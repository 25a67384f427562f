use std::sync::atomic::{AtomicBool, Ordering};
use std::sync::{Arc, Mutex};

use axum::response::Response;
use serde_json::Value;

use crate::assessments::{
    assessment_router, AssessmentId, AssessmentRecord, AssessmentRepository, AssessmentService,
    HotelId, HotelRecord, NewAssessment, NewHotel, RecordedAssessment, RepositoryError,
    SurveySubmission,
};
use crate::rating::RatingEngine;
use crate::survey::{AnswerScale, CriterionId, SurveyAnswer, SurveyCatalog};

pub(super) fn build_service() -> (AssessmentService<MemoryRepository>, Arc<MemoryRepository>) {
    let repository = Arc::new(MemoryRepository::default());
    let service = AssessmentService::new(
        repository.clone(),
        RatingEngine::default(),
        AnswerScale::default(),
    );
    (service, repository)
}

/// Every catalog criterion answered with the same score.
pub(super) fn uniform_answers(score: f64) -> Vec<SurveyAnswer> {
    SurveyCatalog::standard()
        .categories()
        .iter()
        .flat_map(|spec| spec.criteria.iter())
        .map(|criterion| SurveyAnswer {
            criterion_id: criterion.id.clone(),
            score,
        })
        .collect()
}

pub(super) fn submission(hotel_name: &str, score: f64) -> SurveySubmission {
    SurveySubmission {
        hotel_name: hotel_name.to_string(),
        address: Some("1 Harbour Road".to_string()),
        answers: uniform_answers(score),
    }
}

pub(super) fn answer(id: &str, score: f64) -> SurveyAnswer {
    SurveyAnswer {
        criterion_id: CriterionId::from(id),
        score,
    }
}

#[derive(Default)]
struct MemoryState {
    hotels: Vec<HotelRecord>,
    assessments: Vec<AssessmentRecord>,
}

impl MemoryState {
    fn register(&mut self, hotel: NewHotel) -> HotelRecord {
        let record = HotelRecord {
            id: HotelId(self.hotels.len() as u64 + 1),
            name: hotel.name,
            address: hotel.address,
        };
        self.hotels.push(record.clone());
        record
    }

    fn append(&mut self, hotel: HotelId, assessment: NewAssessment) -> AssessmentRecord {
        let id = AssessmentId(self.assessments.len() as u64 + 1);
        let record = assessment.into_record(id, hotel);
        self.assessments.push(record.clone());
        record
    }
}

#[derive(Default, Clone)]
pub(super) struct MemoryRepository {
    state: Arc<Mutex<MemoryState>>,
}

impl MemoryRepository {
    pub(super) fn assessment_count(&self) -> usize {
        self.state
            .lock()
            .expect("repository mutex poisoned")
            .assessments
            .len()
    }
}

impl AssessmentRepository for MemoryRepository {
    fn find_hotel_by_name(&self, name: &str) -> Result<Option<HotelRecord>, RepositoryError> {
        let guard = self.state.lock().expect("repository mutex poisoned");
        Ok(guard.hotels.iter().find(|hotel| hotel.name == name).cloned())
    }

    fn insert_hotel(&self, hotel: NewHotel) -> Result<HotelRecord, RepositoryError> {
        let mut guard = self.state.lock().expect("repository mutex poisoned");
        if guard.hotels.iter().any(|existing| existing.name == hotel.name) {
            return Err(RepositoryError::Conflict);
        }
        Ok(guard.register(hotel))
    }

    fn fetch_hotel(&self, id: HotelId) -> Result<Option<HotelRecord>, RepositoryError> {
        let guard = self.state.lock().expect("repository mutex poisoned");
        Ok(guard.hotels.iter().find(|hotel| hotel.id == id).cloned())
    }

    fn list_hotels(&self) -> Result<Vec<HotelRecord>, RepositoryError> {
        let guard = self.state.lock().expect("repository mutex poisoned");
        Ok(guard.hotels.clone())
    }

    fn insert_assessment(
        &self,
        hotel: HotelId,
        assessment: NewAssessment,
    ) -> Result<AssessmentRecord, RepositoryError> {
        let mut guard = self.state.lock().expect("repository mutex poisoned");
        Ok(guard.append(hotel, assessment))
    }

    fn assessments_for(&self, hotel: HotelId) -> Result<Vec<AssessmentRecord>, RepositoryError> {
        let guard = self.state.lock().expect("repository mutex poisoned");
        Ok(guard
            .assessments
            .iter()
            .filter(|record| record.hotel_id == hotel)
            .cloned()
            .collect())
    }

    fn record_assessment(
        &self,
        hotel: NewHotel,
        assessment: NewAssessment,
    ) -> Result<RecordedAssessment, RepositoryError> {
        let mut guard = self.state.lock().expect("repository mutex poisoned");
        let existing = guard.hotels.iter().find(|known| known.name == hotel.name).cloned();
        let (hotel, hotel_created) = match existing {
            Some(existing) => (existing, false),
            None => (guard.register(hotel), true),
        };
        let assessment = guard.append(hotel.id, assessment);
        Ok(RecordedAssessment {
            hotel,
            hotel_created,
            assessment,
        })
    }
}

/// Hides every hotel from its first name lookup, as if another writer registered it
/// between the lookup and the insert.
pub(super) struct LaggingRepository {
    inner: MemoryRepository,
    lagged: AtomicBool,
}

impl LaggingRepository {
    pub(super) fn new(inner: MemoryRepository) -> Self {
        Self {
            inner,
            lagged: AtomicBool::new(false),
        }
    }
}

impl AssessmentRepository for LaggingRepository {
    fn find_hotel_by_name(&self, name: &str) -> Result<Option<HotelRecord>, RepositoryError> {
        if !self.lagged.swap(true, Ordering::SeqCst) {
            return Ok(None);
        }
        self.inner.find_hotel_by_name(name)
    }

    fn insert_hotel(&self, hotel: NewHotel) -> Result<HotelRecord, RepositoryError> {
        self.inner.insert_hotel(hotel)
    }

    fn fetch_hotel(&self, id: HotelId) -> Result<Option<HotelRecord>, RepositoryError> {
        self.inner.fetch_hotel(id)
    }

    fn list_hotels(&self) -> Result<Vec<HotelRecord>, RepositoryError> {
        self.inner.list_hotels()
    }

    fn insert_assessment(
        &self,
        hotel: HotelId,
        assessment: NewAssessment,
    ) -> Result<AssessmentRecord, RepositoryError> {
        self.inner.insert_assessment(hotel, assessment)
    }

    fn assessments_for(&self, hotel: HotelId) -> Result<Vec<AssessmentRecord>, RepositoryError> {
        self.inner.assessments_for(hotel)
    }
}

/// Stores single records normally but refuses combined survey writes.
pub(super) struct RejectingRepository {
    inner: MemoryRepository,
}

impl RejectingRepository {
    pub(super) fn new(inner: MemoryRepository) -> Self {
        Self { inner }
    }
}

impl AssessmentRepository for RejectingRepository {
    fn find_hotel_by_name(&self, name: &str) -> Result<Option<HotelRecord>, RepositoryError> {
        self.inner.find_hotel_by_name(name)
    }

    fn insert_hotel(&self, hotel: NewHotel) -> Result<HotelRecord, RepositoryError> {
        self.inner.insert_hotel(hotel)
    }

    fn fetch_hotel(&self, id: HotelId) -> Result<Option<HotelRecord>, RepositoryError> {
        self.inner.fetch_hotel(id)
    }

    fn list_hotels(&self) -> Result<Vec<HotelRecord>, RepositoryError> {
        self.inner.list_hotels()
    }

    fn insert_assessment(
        &self,
        hotel: HotelId,
        assessment: NewAssessment,
    ) -> Result<AssessmentRecord, RepositoryError> {
        self.inner.insert_assessment(hotel, assessment)
    }

    fn assessments_for(&self, hotel: HotelId) -> Result<Vec<AssessmentRecord>, RepositoryError> {
        self.inner.assessments_for(hotel)
    }

    fn record_assessment(
        &self,
        _hotel: NewHotel,
        _assessment: NewAssessment,
    ) -> Result<RecordedAssessment, RepositoryError> {
        Err(RepositoryError::Unavailable("storage full".to_string()))
    }
}

pub(super) struct UnavailableRepository;

impl AssessmentRepository for UnavailableRepository {
    fn find_hotel_by_name(&self, _name: &str) -> Result<Option<HotelRecord>, RepositoryError> {
        Err(RepositoryError::Unavailable("database offline".to_string()))
    }

    fn insert_hotel(&self, _hotel: NewHotel) -> Result<HotelRecord, RepositoryError> {
        Err(RepositoryError::Unavailable("database offline".to_string()))
    }

    fn fetch_hotel(&self, _id: HotelId) -> Result<Option<HotelRecord>, RepositoryError> {
        Err(RepositoryError::Unavailable("database offline".to_string()))
    }

    fn list_hotels(&self) -> Result<Vec<HotelRecord>, RepositoryError> {
        Err(RepositoryError::Unavailable("database offline".to_string()))
    }

    fn insert_assessment(
        &self,
        _hotel: HotelId,
        _assessment: NewAssessment,
    ) -> Result<AssessmentRecord, RepositoryError> {
        Err(RepositoryError::Unavailable("database offline".to_string()))
    }

    fn assessments_for(&self, _hotel: HotelId) -> Result<Vec<AssessmentRecord>, RepositoryError> {
        Err(RepositoryError::Unavailable("database offline".to_string()))
    }
}

pub(super) async fn read_json_body(response: Response) -> Value {
    let body = axum::body::to_bytes(response.into_body(), 64 * 1024)
        .await
        .expect("read body");
    serde_json::from_slice(&body).expect("json payload")
}

pub(super) fn router_with_service(service: AssessmentService<MemoryRepository>) -> axum::Router {
    assessment_router(Arc::new(service))
}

Work task: Your answer should hold the line with "let body = axum::body::to_bytes(response.into_body(), 64" and each line after it to the end of the data, retyped exactly. Include no other lines.

Task response:
    let body = axum::body::to_bytes(response.into_body(), 64 * 1024)
        .await
        .expect("read body");
    serde_json::from_slice(&body).expect("json payload")
}

pub(super) fn router_with_service(service: AssessmentService<MemoryRepository>) -> axum::Router {
    assessment_router(Arc::new(service))
}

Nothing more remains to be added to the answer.